### Data for this exercise
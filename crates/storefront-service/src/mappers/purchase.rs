//! Purchase and purchase item mappers.
//!
//! A line item that already exists is frozen: its product and quantity can
//! only be set when the item is created. Updates that try to change them are
//! dropped and reported as [`IgnoredChange`]s.

use super::{required_id, resolved};
use crate::dto::{PurchaseDto, PurchaseItemDto};
use async_trait::async_trait;
use serde::Serialize;
use std::collections::HashSet;
use std::fmt;
use storefront_config::MappingConfig;
use storefront_core::{
    Entity, EntityId, EntityKind, Mapper, MappingError, Purchase, PurchaseItem, Resolver, StorefrontError,
    StorefrontResult,
};
use tracing::{debug, warn};

/// A purchase item field that cannot change after creation.
#[derive(Debug, Clone, Copy, PartialEq, Eq, Serialize)]
#[serde(rename_all = "camelCase")]
pub enum ImmutableField {
    Product,
    Quant,
}

impl fmt::Display for ImmutableField {
    fn fmt(&self, f: &mut fmt::Formatter<'_>) -> fmt::Result {
        match self {
            Self::Product => write!(f, "product"),
            Self::Quant => write!(f, "quant"),
        }
    }
}

/// An update attempt on an immutable purchase item field that was ignored.
#[derive(Debug, Clone, Copy, PartialEq, Eq, Serialize)]
#[serde(rename_all = "camelCase")]
pub struct IgnoredChange {
    pub item_id: EntityId,
    pub field: ImmutableField,
}

/// Maps [`PurchaseItem`] to and from [`PurchaseItemDto`].
#[derive(Debug, Clone, Copy)]
pub struct PurchaseItemMapper {
    warn_on_ignored_changes: bool,
}

impl Default for PurchaseItemMapper {
    fn default() -> Self {
        Self::new(true)
    }
}

impl PurchaseItemMapper {
    #[must_use]
    pub const fn new(warn_on_ignored_changes: bool) -> Self {
        Self { warn_on_ignored_changes }
    }

    #[must_use]
    pub const fn from_config(config: &MappingConfig) -> Self {
        Self::new(config.warn_on_ignored_changes)
    }

    /// Builds the updated state of `existing` and lists the changes that
    /// were dropped.
    ///
    /// A persisted item keeps its product and quantity; the DTO's
    /// `productId` is not even looked up. An item without identity is
    /// rebuilt from the DTO like on insert.
    pub async fn apply_update_reporting(
        &self,
        existing: &PurchaseItem,
        dto: PurchaseItemDto,
        resolver: &dyn Resolver,
    ) -> StorefrontResult<(PurchaseItem, Vec<IgnoredChange>)> {
        let Some(item_id) = existing.id() else {
            let purchase_id = dto.purchase_id.or_else(|| existing.purchase_id());
            let item = self.from_dto(dto, resolver).await?;
            return Ok((item.with_id(None).with_purchase_id(purchase_id), Vec::new()));
        };

        let mut ignored = Vec::new();
        if existing.product().and_then(Entity::id) != Some(dto.product_id) {
            ignored.push(IgnoredChange {
                item_id,
                field: ImmutableField::Product,
            });
        }
        if existing.quant() != dto.quant {
            ignored.push(IgnoredChange {
                item_id,
                field: ImmutableField::Quant,
            });
        }

        Ok((existing.clone(), ignored))
    }

    fn report(&self, ignored: &[IgnoredChange]) {
        for change in ignored {
            if self.warn_on_ignored_changes {
                warn!(item_id = %change.item_id, field = %change.field, "Ignoring change to immutable purchase item field");
            } else {
                debug!(item_id = %change.item_id, field = %change.field, "Ignoring change to immutable purchase item field");
            }
        }
    }
}

#[async_trait]
impl Mapper<PurchaseItem, PurchaseItemDto> for PurchaseItemMapper {
    fn to_dto(&self, entity: &PurchaseItem) -> Result<PurchaseItemDto, MappingError> {
        Ok(PurchaseItemDto {
            id: entity.id(),
            purchase_id: entity.purchase_id(),
            product_id: required_id(EntityKind::PurchaseItem, "product", entity.product())?,
            quant: entity.quant(),
        })
    }

    async fn from_dto(&self, dto: PurchaseItemDto, resolver: &dyn Resolver) -> StorefrontResult<PurchaseItem> {
        let product = resolved(dto.product_id, resolver.product(dto.product_id).await?)?;
        Ok(PurchaseItem::new(product, dto.quant)
            .with_id(dto.id)
            .with_purchase_id(dto.purchase_id))
    }

    async fn apply_update(
        &self,
        existing: &PurchaseItem,
        dto: PurchaseItemDto,
        resolver: &dyn Resolver,
    ) -> StorefrontResult<PurchaseItem> {
        let (item, ignored) = self.apply_update_reporting(existing, dto, resolver).await?;
        self.report(&ignored);
        Ok(item)
    }
}

/// Maps [`Purchase`] to and from [`PurchaseDto`], items included.
#[derive(Debug, Clone, Copy, Default)]
pub struct PurchaseMapper {
    items: PurchaseItemMapper,
}

impl PurchaseMapper {
    #[must_use]
    pub const fn new(items: PurchaseItemMapper) -> Self {
        Self { items }
    }

    #[must_use]
    pub const fn from_config(config: &MappingConfig) -> Self {
        Self::new(PurchaseItemMapper::from_config(config))
    }

    /// Builds the updated state of `existing` and lists the item changes
    /// that were dropped.
    ///
    /// Item DTOs carrying an id update the matching existing item; those
    /// without one become new items. Items missing from the DTO are removed
    /// and the DTO order is kept. `itens: null` clears the item list.
    pub async fn apply_update_reporting(
        &self,
        existing: &Purchase,
        dto: PurchaseDto,
        resolver: &dyn Resolver,
    ) -> StorefrontResult<(Purchase, Vec<IgnoredChange>)> {
        let customer = resolved(dto.customer_id, resolver.customer(dto.customer_id).await?)?;

        let mut ignored = Vec::new();
        let itens = match dto.itens {
            Some(item_dtos) => {
                let mut items = Vec::with_capacity(item_dtos.len());
                let mut matched = HashSet::new();
                for item_dto in item_dtos {
                    let item = match item_dto.id {
                        Some(item_id) => {
                            if !matched.insert(item_id) {
                                return Err(StorefrontError::conflict(format!(
                                    "PurchaseItem {item_id} is listed more than once"
                                )));
                            }
                            let current = existing
                                .itens()
                                .and_then(|its| its.iter().find(|it| it.is_same_id(item_id)))
                                .ok_or(MappingError::UnresolvedReference {
                                    kind: EntityKind::PurchaseItem,
                                    id: item_id,
                                })?;
                            let (item, mut dropped) =
                                self.items.apply_update_reporting(current, item_dto, resolver).await?;
                            ignored.append(&mut dropped);
                            item
                        }
                        None => self.items.from_dto(item_dto, resolver).await?,
                    };
                    items.push(item);
                }
                Some(items)
            }
            None => None,
        };

        let mut purchase = Purchase::new(customer).with_id(existing.id());
        purchase.set_date_time(dto.date_time);
        purchase.set_itens(itens);
        Ok((purchase, ignored))
    }
}

#[async_trait]
impl Mapper<Purchase, PurchaseDto> for PurchaseMapper {
    fn to_dto(&self, entity: &Purchase) -> Result<PurchaseDto, MappingError> {
        let itens = entity
            .itens()
            .map(|items| {
                items
                    .iter()
                    .map(|item| {
                        let mut dto = self.items.to_dto(item)?;
                        dto.purchase_id = dto.purchase_id.or(entity.id());
                        Ok(dto)
                    })
                    .collect::<Result<Vec<_>, MappingError>>()
            })
            .transpose()?;

        Ok(PurchaseDto {
            id: entity.id(),
            customer_id: required_id(EntityKind::Purchase, "customer", entity.customer())?,
            date_time: entity.date_time(),
            itens,
        })
    }

    async fn from_dto(&self, dto: PurchaseDto, resolver: &dyn Resolver) -> StorefrontResult<Purchase> {
        let customer = resolved(dto.customer_id, resolver.customer(dto.customer_id).await?)?;

        let itens = match dto.itens {
            Some(item_dtos) => {
                let mut items = Vec::with_capacity(item_dtos.len());
                for item_dto in item_dtos {
                    items.push(self.items.from_dto(item_dto, resolver).await?);
                }
                Some(items)
            }
            None => None,
        };

        let mut purchase = Purchase::new(customer).with_id(dto.id);
        purchase.set_date_time(dto.date_time);
        purchase.set_itens(itens);
        Ok(purchase)
    }

    async fn apply_update(&self, existing: &Purchase, dto: PurchaseDto, resolver: &dyn Resolver) -> StorefrontResult<Purchase> {
        let (purchase, ignored) = self.apply_update_reporting(existing, dto, resolver).await?;
        self.items.report(&ignored);
        Ok(purchase)
    }
}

### Problem
Write out each line above that contains the word "without".

### The completed task
    /// `productId` is not even looked up. An item without identity is
    /// without one become new items. Items missing from the DTO are removed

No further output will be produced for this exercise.